[Python-Dev] PEP 572: Assignment Expressions

Yury Selivanov yselivanov.ml at gmail.com
Mon Apr 30 13:34:49 EDT 2018


On Mon, Apr 30, 2018 at 1:03 PM Chris Angelico <rosuav at gmail.com> wrote:
> > That's a weird argument, Chris :-)
> >
> > If `f(x)` has no meaningful name, then *what* is the result of the
> > comprehension?  Perhaps some meaningless data? ;)

> f(x) might have side effects. Can you give a meaningful name to the
> trivial helper function?

I don't understand your question. How is `f(x)` having side effects or not
having them is relevant to the discussion? Does ':=' work only with pure
functions?

> Not every trivial helper can actually have a
> name that saves people from having to read the body of the function.

I don't understand this argument either, sorry.

> >> We've been over this argument plenty, and I'm not going to rehash it.
> >
> > Hand-waving the question the way you do simply alienates more core devs
to
> > the PEP.  And PEP 572 hand-waves a lot of questions and concerns.
Asking
> > people to dig for answers in 700+ emails about the PEP is a bit too
much,
> > don't you agree?
> >
> > I think it's PEP's author responsibility to address questions right in
> > their PEP.

> If I answer every question, I make that number into 800+, then 900+,
> then 1000+. If I don't, I'm alienating everyone by being dismissive.
> If every question is answered in the PEP, the document itself becomes
> so long that nobody reads it. Damned if I do, damned if I don't. Got
> any alternative suggestions?

IMO, big part of why that we have 100s of emails is because people are very
concerned with readability.  The PEP just hand-waives the question
entirely, instead of listing good and realistic examples of code, as well
as listing bad examples.  So that, you know, people could compare them and
understand *both* pros and cons.

Instead we have a few very questionable examples in the PEP that most
people don't like at all. Moreover, half of the PEP is devoted to fixing
comprehensions scoping, which is almost an orthogonal problem to adding a
new syntax.

So my suggestion remains to continue working on the PEP, improving it and
making it more comprehensive. You're free to ignore this advice, but don't
be surprised that you see new emails about what ':=' does to code
readability (with the same arguments).  PEP 572 proponents answering to
every email with the same dismissive template doesn't help either.

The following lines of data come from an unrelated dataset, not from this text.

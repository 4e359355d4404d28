//! LeadQual API: library crate for the lead scoring REST server.
//!
//! Re-exports all modules so the binary (`main.rs`) and the end-to-end test
//! crate can build the router around their own scorer.

pub mod config;
pub mod csv_io;
pub mod error;
pub mod routes;
pub mod state;
pub mod store;
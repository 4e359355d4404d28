//! Google Gemini `generateContent` client.

use async_trait::async_trait;
use serde::{Deserialize, Serialize};

use super::{LlmConfig, TextGenerator};
use crate::error::LlmError;

/// Environment variable holding the Gemini API key.
pub const API_KEY_VAR: &str = "GEMINI_API_KEY";

/// generateContent request body.
#[derive(Serialize)]
struct GenerateRequest<'a> {
    contents: Vec<Content<'a>>,
}

#[derive(Serialize)]
struct Content<'a> {
    parts: Vec<Part<'a>>,
}

#[derive(Serialize)]
struct Part<'a> {
    text: &'a str,
}

/// generateContent response (only fields we need).
#[derive(Deserialize)]
struct GenerateResponse {
    #[serde(default)]
    candidates: Vec<Candidate>,
}

#[derive(Deserialize)]
struct Candidate {
    content: Option<CandidateContent>,
}

#[derive(Deserialize)]
struct CandidateContent {
    #[serde(default)]
    parts: Vec<ResponsePart>,
}

#[derive(Deserialize)]
struct ResponsePart {
    text: Option<String>,
}

/// Client for the Gemini REST API.
pub struct GeminiClient {
    client: reqwest::Client,
    api_key: String,
    endpoint: String,
}

impl GeminiClient {
    /// Build a client. A missing or blank API key is a configuration error.
    pub fn new(config: &LlmConfig) -> Result<Self, LlmError> {
        let api_key = config
            .api_key
            .as_deref()
            .map(str::trim)
            .filter(|key| !key.is_empty())
            .ok_or(LlmError::MissingApiKey(API_KEY_VAR))?
            .to_string();

        let endpoint = format!(
            "{}/v1beta/models/{}:generateContent",
            config.base_url(),
            config.model()
        );

        Ok(Self {
            client: config.http_client()?,
            api_key,
            endpoint,
        })
    }
}

#[async_trait]
impl TextGenerator for GeminiClient {
    async fn generate(&self, prompt: &str) -> Result<String, LlmError> {
        let body = GenerateRequest {
            contents: vec![Content {
                parts: vec![Part { text: prompt }],
            }],
        };

        let response = self
            .client
            .post(&self.endpoint)
            .header("x-goog-api-key", &self.api_key)
            .json(&body)
            .send()
            .await?;

        let status = response.status();
        if !status.is_success() {
            let body = response.text().await.unwrap_or_default();
            return Err(LlmError::Status {
                status: status.as_u16(),
                body,
            });
        }

        let parsed: GenerateResponse = response.json().await?;
        let text: String = parsed
            .candidates
            .into_iter()
            .next()
            .and_then(|candidate| candidate.content)
            .map(|content| content.parts.into_iter().filter_map(|p| p.text).collect())
            .unwrap_or_default();

        if text.trim().is_empty() {
            return Err(LlmError::EmptyResponse);
        }
        Ok(text)
    }

    fn backend_name(&self) -> &str {
        "gemini"
    }
}
//! Scoring results, CSV export and store maintenance endpoints.

use axum::Json;
use axum::extract::State;
use axum::http::{StatusCode, header};
use axum::response::{IntoResponse, Response};
use serde::Serialize;

use crate::csv_io;
use crate::error::{ApiError, ApiResult};
use crate::state::AppState;
use crate::store::{StoreStats, StoredResult};

#[derive(Debug, Serialize)]
pub struct ResultsResponse {
    pub message: &'static str,
    pub count: usize,
    pub results: Vec<StoredResult>,
}

async fn stored_results(state: &AppState) -> ApiResult<Vec<StoredResult>> {
    let results = state.store.results().await;
    if results.is_empty() {
        return Err(ApiError::NotFound(
            "no results yet; run POST /api/v1/score first".into(),
        ));
    }
    Ok(results)
}

/// GET /api/v1/results
pub async fn list_results(State(state): State<AppState>) -> ApiResult<Json<ResultsResponse>> {
    let results = stored_results(&state).await?;
    Ok(Json(ResultsResponse {
        message: "Results found",
        count: results.len(),
        results,
    }))
}

/// GET /api/v1/results/export/csv: results as a dated CSV attachment.
pub async fn export_csv(State(state): State<AppState>) -> ApiResult<Response> {
    let results = stored_results(&state).await?;
    let body = csv_io::write_results(results.iter().map(|s| &s.result))
        .map_err(|e| ApiError::Internal(e.to_string()))?;
    let filename = csv_io::export_filename(chrono::Utc::now().date_naive());

    tracing::info!(rows = results.len(), filename = %filename, "results exported");
    Ok((
        [
            (header::CONTENT_TYPE, "text/csv; charset=utf-8".to_string()),
            (
                header::CONTENT_DISPOSITION,
                format!("attachment; filename=\"{filename}\""),
            ),
        ],
        body,
    )
        .into_response())
}

/// GET /api/v1/stats
pub async fn stats(State(state): State<AppState>) -> Json<StoreStats> {
    Json(state.store.stats().await)
}

/// DELETE /api/v1/data: drop the offer, leads and results.
pub async fn clear_data(State(state): State<AppState>) -> StatusCode {
    state.store.clear().await;
    StatusCode::NO_CONTENT
}
//! Product offer endpoints.

use axum::Json;
use axum::extract::State;
use axum::extract::rejection::JsonRejection;
use axum::http::StatusCode;
use serde::{Deserialize, Serialize};

use lq_protocol::ProductProfile;

use crate::error::{ApiError, ApiResult};
use crate::state::AppState;
use crate::store::StoredProfile;

/// Request body for POST /api/v1/offer.
#[derive(Debug, Deserialize)]
pub struct OfferRequest {
    pub name: Option<String>,
    pub value_props: Option<Vec<String>>,
    pub ideal_use_cases: Option<Vec<String>>,
}

#[derive(Debug, Serialize)]
pub struct OfferResponse {
    pub message: &'static str,
    pub offer: StoredProfile,
}

/// POST /api/v1/offer: validate and store the offer, replacing any previous one.
pub async fn save_offer(
    State(state): State<AppState>,
    payload: Result<Json<OfferRequest>, JsonRejection>,
) -> ApiResult<(StatusCode, Json<OfferResponse>)> {
    let Json(req) = payload.map_err(|e| ApiError::BadRequest(e.body_text()))?;

    let (Some(name), Some(value_props), Some(ideal_use_cases)) =
        (req.name, req.value_props, req.ideal_use_cases)
    else {
        return Err(ApiError::BadRequest(
            "missing required fields: provide name, value_props and ideal_use_cases".into(),
        ));
    };

    let profile = ProductProfile::new(name, value_props, ideal_use_cases)?;
    let offer = state.store.set_profile(profile).await;

    Ok((
        StatusCode::CREATED,
        Json(OfferResponse {
            message: "Offer saved",
            offer,
        }),
    ))
}

/// GET /api/v1/offer: the stored offer.
pub async fn get_offer(State(state): State<AppState>) -> ApiResult<Json<OfferResponse>> {
    let offer = state.store.profile().await.ok_or_else(|| {
        ApiError::NotFound("no offer saved; POST /api/v1/offer first".into())
    })?;
    Ok(Json(OfferResponse {
        message: "Offer found",
        offer,
    }))
}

> >> > def do_things(fire_missiles=False, plant_flowers=False): ...
> >> > do_things(plant_flowers:=True) # whoops!
> >
> >> If you want your API to be keyword-only, make it keyword-only. If you
> >
> > Another hand-waving.  Should we deprecate passing arguments by name if
> > their corresponding parameters are not keyword-only?
> >
> > Mark shows another potential confusion between '=' and ':=' that people
> > will have, and it's an interesting one.

> A very rare one compared to the confusions that we already have with
> '=' and '=='. And this is another argument that we've been over,
> multiple times.

How do you know if it's rare or not?  '=' is used to assign, ':=' is used
to assign, '==' is used to compare.  I can easily imagine people being
confused why '=' works for setting an argument, and why ':=' doesn't.
Let's agree to disagree on this one :)

> > Strange. I see people who struggle to format their code properly or use
the
> > language properly *every day* ;)

> And do they blame the language for having a comparison operator that
> is so easy to type? Or do they fix their bugs and move on? Again,
> language syntax is not the solution to bugs.

I'm not sure how to correlate what I was saying with your reply, sorry.

Anyways, Chris, I think that the PEP hand-waves a lot of questions and
doesn't have a comprehensive analysis of how the PEP will affect syntax and
readability. It's up to you to consider taking my advice or not. I'll try
to (again) restrain myself posting about this topic.